Surgical exploration for suspected testicular torsion should NEVER be delayed for imaging.
As previously discussed, if testicular torsion is suspected, the testicle must be explored to confirm or refute the diagnosis.
Treatment for suspected testicular torsion is immediate surgical exploration with intraoperative detorsion and fixation of the testes. Studies have found that testicular tissue becomes increasingly unsalvageable from 4-6 hours. Reported testicular salvage rates are 90% to 100% if surgical exploration is performed within six hours of symptom onset, decrease to 50% if symptoms are present for more than 12 hours, and are typically less than 10% if symptom duration is 24 hours or more(16). Even if the diagnosis has been delayed the scrotum should still be explored. If the testis is ischaemic and unsalvageable an orchidectomy may be indicated to prevent formation of anti-sperm antibodies leading to infertility. Patients should ideally have pre-operative counselling regarding this.

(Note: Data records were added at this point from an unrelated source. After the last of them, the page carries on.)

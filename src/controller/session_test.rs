use serde_json::json;

use super::*;
use crate::net::api::CONNECT;
use crate::net::test_support::{MockTransport, context_with};

#[tokio::test]
async fn blank_field_makes_no_call() {
    let mock = MockTransport::new();
    let ctx = context_with(&mock);
    let err = connect(&ctx, "https://acme.atlassian.net", "  ", "token").await.unwrap_err();
    assert_eq!(err, ClientError::Validation(ValidationError::MissingConnectFields));
    assert_eq!(mock.call_count(), 0);
}

#[tokio::test]
async fn connect_returns_user() {
    let mock = MockTransport::new();
    mock.ok(CONNECT, json!({ "success": true, "user": { "displayName": "Ada", "email": "ada@example.com" } }));
    let ctx = context_with(&mock);

    let user = connect(&ctx, " https://acme.atlassian.net ", "ada@example.com", "token").await.unwrap();

    assert_eq!(user.display_name, "Ada");
    assert_eq!(
        mock.calls_to(CONNECT)[0].body,
        Some(json!({ "jira_url": "https://acme.atlassian.net", "email": "ada@example.com", "api_token": "token" }))
    );
}

#[tokio::test]
async fn rejected_connect_keeps_server_message() {
    let mock = MockTransport::new();
    mock.fail(CONNECT, 401, "Invalid credentials");
    let ctx = context_with(&mock);
    let err = connect(&ctx, "https://acme.atlassian.net", "a@b.c", "bad").await.unwrap_err();
    assert_eq!(err.to_string(), "Invalid credentials");
    assert_eq!(err.status(), Some(401));
}

#[tokio::test]
async fn rejected_connect_without_text_names_status() {
    let mock = MockTransport::new();
    mock.fail(CONNECT, 502, "request failed (502)");
    let ctx = context_with(&mock);
    let err = connect(&ctx, "https://acme.atlassian.net", "a@b.c", "t").await.unwrap_err();
    assert_eq!(err.to_string(), "Connection failed (502)");
}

Whilst awaiting surgery it is important to manage symptoms with analgesia and antiemetics. Manual detorsion may also be attempted as an adjunct to surgery. This is typically done by rotating the testicle from medial to lateral (clockwise) and usually require at least 360 degrees. This is only a temporary measure whilst awaiting surgery and requires strong analgesia +/- sedation +/- nerve blocks. (16)
Torsion of the appendages
Torsion of the appendages cause no damage to the testis and can be managed conservatively with NSAIDs, ice and support. Pain typically lasts a week and is self-limiting. It is important to reassure parents. This is clearly a diagnosis of exclusion.
Treatment for epididymitis depends on the likely pathogens responsible and testicular torsion must be confidently excluded prior to treatment. National guidelines developed by British Association for Sexual Health and HIV (BASHH) recommend(7):
- Having a very low threshold for excluding testicular torsion
- Rest, analgesia (NSAIDs if appropriate) and scrotal support
- Empirical antibiotic treatment based on initial assessment prior to culture results
- If antibiotics are started in ED, a first pass urine should be sent for C. trachomatis and N. Gonorrhoea, as well as a urine dip/mid-stream urine MC&S.

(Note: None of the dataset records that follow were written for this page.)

//! JSON-over-HTTP transport to the helper backend.
//!
//! SYSTEM CONTEXT
//! ==============
//! Every flow in the crate talks to the backend through [`Transport::call`].
//! The trait keeps controllers testable against a scripted double while
//! [`HttpTransport`] does the real work with `reqwest`.
//!
//! ERROR HANDLING
//! ==============
//! Bodies are always parsed as JSON and empty/non-JSON bodies collapse to
//! `{}`. Non-2xx statuses become [`TransportError::Application`] carrying the
//! server's `error`/`message` text. Connection-level failures stay distinct
//! (`Network`/`Timeout`) so callers can show connection messaging. No retries
//! happen here.

use std::time::Duration;

use reqwest::Method;
use reqwest::header::ACCEPT;
use serde_json::Value;

/// Errors produced by a transport call.
#[derive(Debug, Clone, PartialEq, Eq, thiserror::Error)]
pub enum TransportError {
    /// DNS, connect, offline, or body-read failure.
    #[error("network error: {0}")]
    Network(String),

    /// The request did not settle within the deadline.
    #[error("request timed out after {}s", .0.as_secs())]
    Timeout(Duration),

    /// The server answered with a non-2xx status.
    #[error("{message}")]
    Application { status: u16, message: String },

    /// A 2xx body did not match the shape expected for the endpoint.
    #[error("unexpected response payload: {0}")]
    InvalidPayload(String),
}

impl TransportError {
    /// True for failures below the HTTP layer.
    #[must_use]
    pub fn is_network(&self) -> bool {
        matches!(self, Self::Network(_) | Self::Timeout(_))
    }

    /// HTTP status for application errors.
    #[must_use]
    pub fn status(&self) -> Option<u16> {
        match self {
            Self::Application { status, .. } => Some(*status),
            _ => None,
        }
    }
}

/// Minimal request surface used by the typed API layer.
#[async_trait::async_trait]
pub trait Transport: Send + Sync {
    /// Issue `method path` with an optional JSON body and return the decoded body.
    async fn call(&self, method: Method, path: &str, body: Option<Value>) -> Result<Value, TransportError>;
}

/// `reqwest`-backed transport with a cookie store so the server session
/// persists across calls.
pub struct HttpTransport {
    http: reqwest::Client,
    base_url: String,
    request_timeout: Duration,
}

impl HttpTransport {
    /// Build a transport for `base_url` with request/connect deadlines.
    ///
    /// # Errors
    ///
    /// Returns [`TransportError::Network`] if the HTTP client cannot be built.
    pub fn new(base_url: &str, request_timeout: Duration, connect_timeout: Duration) -> Result<Self, TransportError> {
        let http = reqwest::Client::builder()
            .timeout(request_timeout)
            .connect_timeout(connect_timeout)
            .cookie_store(true)
            .build()
            .map_err(|e| TransportError::Network(e.to_string()))?;
        Ok(Self { http, base_url: base_url.trim_end_matches('/').to_owned(), request_timeout })
    }

    #[must_use]
    pub fn base_url(&self) -> &str {
        &self.base_url
    }

    fn url(&self, path: &str) -> String {
        format!("{}{}", self.base_url, path)
    }

    fn map_error(&self, e: reqwest::Error) -> TransportError {
        if e.is_timeout() {
            TransportError::Timeout(self.request_timeout)
        } else {
            TransportError::Network(e.to_string())
        }
    }
}

#[async_trait::async_trait]
impl Transport for HttpTransport {
    async fn call(&self, method: Method, path: &str, body: Option<Value>) -> Result<Value, TransportError> {
        let mut request = self
            .http
            .request(method.clone(), self.url(path))
            .header(ACCEPT, "application/json");
        if let Some(body) = &body {
            request = request.json(body);
        }

        let response = request.send().await.map_err(|e| self.map_error(e))?;
        let status = response.status().as_u16();
        let text = response.text().await.map_err(|e| self.map_error(e))?;

        tracing::debug!(%method, path, status, bytes = text.len(), "transport: response");
        normalize_response(status, &text)
    }
}

/// Parse a body leniently: empty or non-JSON text becomes `{}`.
pub(crate) fn parse_body(text: &str) -> Value {
    if text.trim().is_empty() {
        return Value::Object(serde_json::Map::new());
    }
    serde_json::from_str(text).unwrap_or_else(|_| Value::Object(serde_json::Map::new()))
}

/// Server-provided error text from an `{error?, message?}` body.
pub(crate) fn server_error_text(body: &Value) -> Option<String> {
    ["error", "message"]
        .iter()
        .filter_map(|field| body.get(field).and_then(Value::as_str))
        .map(str::trim)
        .find(|text| !text.is_empty())
        .map(str::to_owned)
}

pub(crate) fn request_failed_message(status: u16) -> String {
    format!("request failed ({status})")
}

/// Map `(status, body text)` to the transport contract.
pub(crate) fn normalize_response(status: u16, text: &str) -> Result<Value, TransportError> {
    let body = parse_body(text);
    if (200..300).contains(&status) {
        return Ok(body);
    }
    let message = server_error_text(&body).unwrap_or_else(|| request_failed_message(status));
    Err(TransportError::Application { status, message })
}

#[cfg(test)]
#[path = "transport_test.rs"]
mod tests;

- All patients with probable STI should be advised to abstain from sexual intercourse and attend an appropriate sexual health (GUM) clinic for STI testing.
If Sexually-Transmitted infection suspected treatment is typically (young patient, new or multiple sexual partners, lack of consistent condom use, known STI contact):
Ceftriaxone 1g IM single dose, PLUS doxycycline 100mg PO BD for 10-14 days
If an enteric pathogen is likely (older patient, not sexually active, recent instrumentation, urine dipstick positive for leukocytes and nitrites):
Ofloxacin 200mg PO BD for 14 days, OR
Levofloxacin 500mg PO OD for 10 days, OR
Co-amoxiclav 625mg PO TDS for 10 days
Click here for 2019 BASHH guidelines.
If Mumps suspected, antibiotics are not indicated and should be treated as per Mumps: NICE Clinical Knowledge Summary.
Patients with epididymo-orchitis typically can be discharged home and do not require hospital admission unless they are: struggling to manage symptoms; particularly unwell (septic); immunocompromised.
It is important to safety-net patients discharged home. Advise the patient symptoms should begin to improve within 3 days of starting treatment but may persist for up to 6 weeks. If there is persistence of symptoms patients may require a testicular ultrasound +/- specialist urological or sexual health follow-up to ensure the appropriate treatment was given, that an abscess hasn’t developed and that there isn’t an underlying malignancy.
- Failure to recognise and treat testicular torsion in a timely manner can lead to irreversible damage.
- Failure to acknowledge that the presence or absence of a particular clinical feature still cannot exclude torsion.
- Failure to give prolonged courses of antibiotics in epididymo-orchitis can lead to incomplete treatment and lack of resolution.
- Failure to instigate correct microbiological investigations prior to antimicrobial therapy or to organise appropriate follow up (contact tracing) may result in delayed effective treatment.